Stored data:
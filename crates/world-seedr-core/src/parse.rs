//! Turning an abstract possibility child into a concrete placement.

use rand::Rng;
use serde_json::Value;

use crate::choose::choose_among;
use crate::error::Result;
use crate::model::{
    Arguments, ArgumentsSpec, ChildType, Choice, ChoiceType, Direction, Position,
    PossibilityChild, PossibilityContainer,
};

/// Parse `child` against the host `position`, collapsing it along the layout
/// `direction` and applying its schema's snap and its own stretch flags.
///
/// `Final` children take the shortcut path: the host's box verbatim, the
/// source schema's dimensions, emitted as `Known`.
pub(crate) fn parse_choice<R: Rng + ?Sized>(
    possibilities: &PossibilityContainer,
    rng: &mut R,
    child: &PossibilityChild,
    position: &Position,
    direction: Direction,
) -> Result<Choice> {
    let kind = match child.kind {
        ChildType::Known => ChoiceType::Known,
        ChildType::Random => ChoiceType::Random,
        ChildType::Final => return parse_choice_final(possibilities, rng, child, position),
    };

    let schema = possibilities.require(&child.title)?;
    let mut arguments = resolve_arguments(rng, child.arguments.as_ref());
    let sizing = child.sizing.unwrap_or_default();
    let mut width = sizing.width.unwrap_or(schema.width);
    let mut height = sizing.height.unwrap_or(schema.height);

    // Start from the host's box, then collapse along the layout axis so the
    // child hugs the edge opposite `direction`.
    let mut output = *position;
    match direction {
        Direction::Top => output.top = output.bottom + height,
        Direction::Right => output.right = output.left + width,
        Direction::Bottom => output.bottom = output.top - height,
        Direction::Left => output.left = output.right - width,
    }

    // Snap re-aligns the orthogonal axis, translating the child's extent
    // inward from the named host edge.
    if let Some(snap) = schema.contents.snap {
        match snap {
            Direction::Top => output.bottom = output.top - height,
            Direction::Right => output.left = output.right - width,
            Direction::Bottom => output.top = output.bottom + height,
            Direction::Left => output.right = output.left + width,
        }
    }

    if let Some(stretch) = child.stretch {
        if stretch.width || stretch.height {
            let map = arguments.get_or_insert_with(Arguments::new);
            if stretch.width {
                output.left = position.left;
                output.right = position.right;
                width = output.width();
                map.insert("width".to_owned(), Value::from(width));
            }
            if stretch.height {
                output.bottom = position.bottom;
                output.top = position.top;
                height = output.height();
                map.insert("height".to_owned(), Value::from(height));
            }
        }
    }

    Ok(Choice {
        title: child.title.clone(),
        kind,
        position: output,
        width,
        height,
        arguments,
        contents: None,
    })
}

/// The `Final` shortcut: adopt the source schema's dimensions but keep the
/// host's full box, and emit a terminal `Known` placement.
fn parse_choice_final<R: Rng + ?Sized>(
    possibilities: &PossibilityContainer,
    rng: &mut R,
    child: &PossibilityChild,
    position: &Position,
) -> Result<Choice> {
    let schema = possibilities.require(child.final_source()?)?;
    Ok(Choice {
        title: child.title.clone(),
        kind: ChoiceType::Known,
        position: *position,
        width: schema.width,
        height: schema.height,
        arguments: resolve_arguments(rng, child.arguments.as_ref()),
        contents: None,
    })
}

fn resolve_arguments<R: Rng + ?Sized>(
    rng: &mut R,
    spec: Option<&ArgumentsSpec>,
) -> Option<Arguments> {
    match spec {
        None => None,
        Some(ArgumentsSpec::Fixed(map)) => Some(map.clone()),
        Some(ArgumentsSpec::Weighted(pool)) => {
            choose_among(rng, pool).map(|entry| entry.values.clone())
        }
    }
}
use serde::{Deserialize, Serialize};
use serde_json::Value;
use std::collections::HashMap;

use crate::error::{Result, WorldSeedrError};

/// Axis-aligned region of the world plane, described by its four edges.
/// Non-empty regions have `top > bottom` and `right > left`; edges are signed
/// world units.
#[derive(Debug, Clone, Copy, Serialize, Deserialize, PartialEq, Eq)]
pub struct Position {
    pub top: i64,
    pub right: i64,
    pub bottom: i64,
    pub left: i64,
}

impl Position {
    pub fn new(top: i64, right: i64, bottom: i64, left: i64) -> Self {
        Self {
            top,
            right,
            bottom,
            left,
        }
    }
}

/// Cardinal packing direction: the axis along which successive children are
/// placed, or along which a spacing move is applied.
#[derive(Debug, Clone, Copy, Serialize, Deserialize, PartialEq, Eq, Hash)]
#[serde(rename_all = "lowercase")]
pub enum Direction {
    Top,
    Right,
    Bottom,
    Left,
}

impl Direction {
    /// The facing edge (top ↔ bottom, left ↔ right).
    pub fn opposite(self) -> Self {
        match self {
            Self::Top => Self::Bottom,
            Self::Right => Self::Left,
            Self::Bottom => Self::Top,
            Self::Left => Self::Right,
        }
    }
}

/// How a schema's child list is interpreted.
#[derive(Debug, Clone, Copy, Serialize, Deserialize, PartialEq, Eq)]
pub enum Mode {
    /// Every child, once, in order, regardless of fit.
    Certain,
    /// Cycle the child list until the region runs out of space.
    Repeat,
    /// Weighted draws among fitting children until space or chance runs out.
    Random,
    /// Every child against the same starting region, offset by spacing.
    Multiple,
}

/// Authored type of a possibility child: a terminal placement, a nested
/// generation, or a dimension borrow from another schema.
#[derive(Debug, Clone, Copy, Serialize, Deserialize, PartialEq, Eq)]
pub enum ChildType {
    Known,
    Random,
    Final,
}

/// What a produced choice is: a terminal placement or a nested generation.
/// The `Final` shortcut emits terminal `Known` placements, so produced
/// choices never carry a third case.
#[derive(Debug, Clone, Copy, Serialize, Deserialize, PartialEq, Eq)]
pub enum ChoiceType {
    Known,
    Random,
}

/// Distance inserted between consecutive children.
///
/// Authored as a plain number, a `{min, max, units}` object, a `[min, max]`
/// pair, or a weighted list of nested spacings. The pair form is normalized
/// to [`Spacing::Range`] when the library is deserialized.
#[derive(Debug, Clone, Serialize, PartialEq)]
#[serde(untagged)]
pub enum Spacing {
    Exact(i64),
    Range(SpacingRange),
    Weighted(Vec<WeightedSpacing>),
}

impl Default for Spacing {
    fn default() -> Self {
        Self::Exact(0)
    }
}

/// Uniform integer draw in `[min, max]`, rounded down onto the `units` grid.
#[derive(Debug, Clone, Copy, Serialize, Deserialize, PartialEq, Eq)]
pub struct SpacingRange {
    pub min: i64,
    pub max: i64,
    #[serde(default = "default_units")]
    pub units: i64,
}

fn default_units() -> i64 {
    1
}

/// One entry of a weighted spacing pool.
#[derive(Debug, Clone, Serialize, Deserialize, PartialEq)]
pub struct WeightedSpacing {
    pub value: Spacing,
    pub percent: u64,
}

#[derive(Deserialize)]
#[serde(untagged)]
enum SpacingRepr {
    Exact(i64),
    Range(SpacingRange),
    Pair([i64; 2]),
    Weighted(Vec<WeightedSpacing>),
}

impl<'de> Deserialize<'de> for Spacing {
    fn deserialize<D>(deserializer: D) -> std::result::Result<Self, D::Error>
    where
        D: serde::Deserializer<'de>,
    {
        Ok(match SpacingRepr::deserialize(deserializer)? {
            SpacingRepr::Exact(value) => Spacing::Exact(value),
            SpacingRepr::Range(range) => Spacing::Range(range),
            SpacingRepr::Pair([min, max]) => Spacing::Range(SpacingRange {
                min,
                max,
                units: 1,
            }),
            SpacingRepr::Weighted(pool) => Spacing::Weighted(pool),
        })
    }
}

/// Free-form key/value payload handed through to the placement consumer.
pub type Arguments = serde_json::Map<String, Value>;

/// Arguments on a possibility child: either one fixed map, or a weighted pool
/// of maps resolved per placement.
#[derive(Debug, Clone, Serialize, Deserialize, PartialEq)]
#[serde(untagged)]
pub enum ArgumentsSpec {
    Fixed(Arguments),
    Weighted(Vec<WeightedArguments>),
}

/// One entry of a weighted arguments pool.
#[derive(Debug, Clone, Serialize, Deserialize, PartialEq)]
pub struct WeightedArguments {
    pub values: Arguments,
    pub percent: u64,
}

/// Per-child override of the referenced schema's dimensions.
#[derive(Debug, Clone, Copy, Default, Serialize, Deserialize, PartialEq, Eq)]
pub struct Sizing {
    #[serde(default, skip_serializing_if = "Option::is_none")]
    pub width: Option<i64>,
    #[serde(default, skip_serializing_if = "Option::is_none")]
    pub height: Option<i64>,
}

/// Flags expanding a child to fill the host region on an axis.
#[derive(Debug, Clone, Copy, Default, Serialize, Deserialize, PartialEq, Eq)]
pub struct Stretch {
    #[serde(default)]
    pub width: bool,
    #[serde(default)]
    pub height: bool,
}

/// A reference from inside a schema's content list to another possibility.
#[derive(Debug, Clone, Serialize, Deserialize, PartialEq)]
pub struct PossibilityChild {
    /// Title of the referenced possibility.
    pub title: String,
    #[serde(rename = "type")]
    pub kind: ChildType,
    /// Weight for random selection; pools totalling under 100 leave a chance
    /// of nothing.
    #[serde(default)]
    pub percent: u64,
    #[serde(default, skip_serializing_if = "Option::is_none")]
    pub sizing: Option<Sizing>,
    #[serde(default, skip_serializing_if = "Option::is_none")]
    pub stretch: Option<Stretch>,
    #[serde(default, skip_serializing_if = "Option::is_none")]
    pub arguments: Option<ArgumentsSpec>,
    /// `Final` children only: the schema whose dimensions the emitted
    /// placement adopts.
    #[serde(default, skip_serializing_if = "Option::is_none")]
    pub source: Option<String>,
}

impl PossibilityChild {
    /// The source schema a `Final` child re-materializes from. Its own
    /// `title` is a label only and need not name a schema.
    pub(crate) fn final_source(&self) -> Result<&str> {
        self.source.as_deref().ok_or_else(|| {
            WorldSeedrError::MalformedSchema(format!(
                "'Final' child '{}' names no source schema",
                self.title
            ))
        })
    }
}

/// The content block of a possibility: how its region gets filled.
#[derive(Debug, Clone, Serialize, Deserialize, PartialEq)]
pub struct Contents {
    pub mode: Mode,
    /// Default layout direction; a command may supply a hint, but this wins.
    #[serde(default, skip_serializing_if = "Option::is_none")]
    pub direction: Option<Direction>,
    #[serde(default, skip_serializing_if = "Option::is_none")]
    pub spacing: Option<Spacing>,
    /// Host edge onto which placed children collapse on the orthogonal axis.
    #[serde(default, skip_serializing_if = "Option::is_none")]
    pub snap: Option<Direction>,
    /// Random mode only: hard cap on emitted children before the branch is
    /// abandoned.
    #[serde(default, skip_serializing_if = "Option::is_none")]
    pub limit: Option<usize>,
    #[serde(default)]
    pub children: Vec<PossibilityChild>,
}

/// A named recipe describing how one region of the plane is filled.
#[derive(Debug, Clone, Serialize, Deserialize, PartialEq)]
pub struct Possibility {
    pub width: i64,
    pub height: i64,
    pub contents: Contents,
}

/// The possibility library: schema title → schema. Read-only for the duration
/// of one generation call; swapping between calls is fine.
#[derive(Debug, Clone, Default, Serialize, Deserialize, PartialEq)]
#[serde(transparent)]
pub struct PossibilityContainer {
    map: HashMap<String, Possibility>,
}

impl PossibilityContainer {
    pub fn new() -> Self {
        Self::default()
    }

    /// Load a library from JSON text.
    pub fn from_json_str(text: &str) -> Result<Self> {
        Ok(serde_json::from_str(text)?)
    }

    /// Load a library from an already-parsed JSON value.
    pub fn from_json_value(value: Value) -> Result<Self> {
        Ok(serde_json::from_value(value)?)
    }

    pub fn insert(
        &mut self,
        title: impl Into<String>,
        possibility: Possibility,
    ) -> Option<Possibility> {
        self.map.insert(title.into(), possibility)
    }

    pub fn get(&self, title: &str) -> Option<&Possibility> {
        self.map.get(title)
    }

    pub fn remove(&mut self, title: &str) -> Option<Possibility> {
        self.map.remove(title)
    }

    pub fn len(&self) -> usize {
        self.map.len()
    }

    pub fn is_empty(&self) -> bool {
        self.map.is_empty()
    }

    pub fn titles(&self) -> impl Iterator<Item = &str> {
        self.map.keys().map(String::as_str)
    }

    /// Library lookups are programming errors when they miss.
    pub(crate) fn require(&self, title: &str) -> Result<&Possibility> {
        self.get(title)
            .ok_or_else(|| WorldSeedrError::UnknownPossibility {
                title: title.to_owned(),
            })
    }
}

impl FromIterator<(String, Possibility)> for PossibilityContainer {
    fn from_iter<I: IntoIterator<Item = (String, Possibility)>>(iter: I) -> Self {
        Self {
            map: iter.into_iter().collect(),
        }
    }
}

/// Instruction handed to the driver: which schema to expand and the region it
/// must fill. `arguments` is passed through onto produced choices.
#[derive(Debug, Clone, Serialize, Deserialize, PartialEq)]
pub struct Command {
    pub title: String,
    #[serde(flatten)]
    pub position: Position,
    /// Layout hint, overridden by the schema's own `contents.direction`.
    #[serde(default, skip_serializing_if = "Option::is_none")]
    pub direction: Option<Direction>,
    #[serde(default, skip_serializing_if = "Option::is_none")]
    pub arguments: Option<Arguments>,
}

impl Command {
    pub fn new(title: impl Into<String>, position: Position) -> Self {
        Self {
            title: title.into(),
            position,
            direction: None,
            arguments: None,
        }
    }
}

/// Concrete placement produced from a possibility child: a labeled rectangle
/// plus the declared dimensions and any resolved arguments.
///
/// `width`/`height` are the declared dimensions and can differ from the box
/// (a `Final` child keeps the host's box but adopts its source's dimensions).
#[derive(Debug, Clone, Serialize, Deserialize, PartialEq)]
pub struct Choice {
    pub title: String,
    #[serde(rename = "type")]
    pub kind: ChoiceType,
    #[serde(flatten)]
    pub position: Position,
    pub width: i64,
    pub height: i64,
    #[serde(default, skip_serializing_if = "Option::is_none")]
    pub arguments: Option<Arguments>,
    /// Recursed subtree for non-`Known` children; `Known` leaves never carry
    /// one.
    #[serde(default, skip_serializing_if = "Option::is_none")]
    pub contents: Option<Generated>,
}

impl Choice {
    /// Re-issue this choice as a command, e.g. to expand a `Random` child
    /// into its own region. No direction hint is carried; the recursed
    /// schema's `contents.direction` governs.
    pub fn to_command(&self) -> Command {
        Command {
            title: self.title.clone(),
            position: self.position,
            direction: None,
            arguments: self.arguments.clone(),
        }
    }
}

/// Aggregate result of expanding one schema: the tight bounding box around
/// the emitted children.
#[derive(Debug, Clone, Serialize, Deserialize, PartialEq)]
pub struct Generated {
    #[serde(flatten)]
    pub position: Position,
    pub children: Vec<Choice>,
}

- [Required action]: Go line by line through the data and copy any that contain "Some".

- [Result of the task]:
    if let Some(snap) = schema.contents.snap {
    if let Some(stretch) = child.stretch {
        Some(ArgumentsSpec::Fixed(map)) => Some(map.clone()),
        Some(ArgumentsSpec::Weighted(pool)) => {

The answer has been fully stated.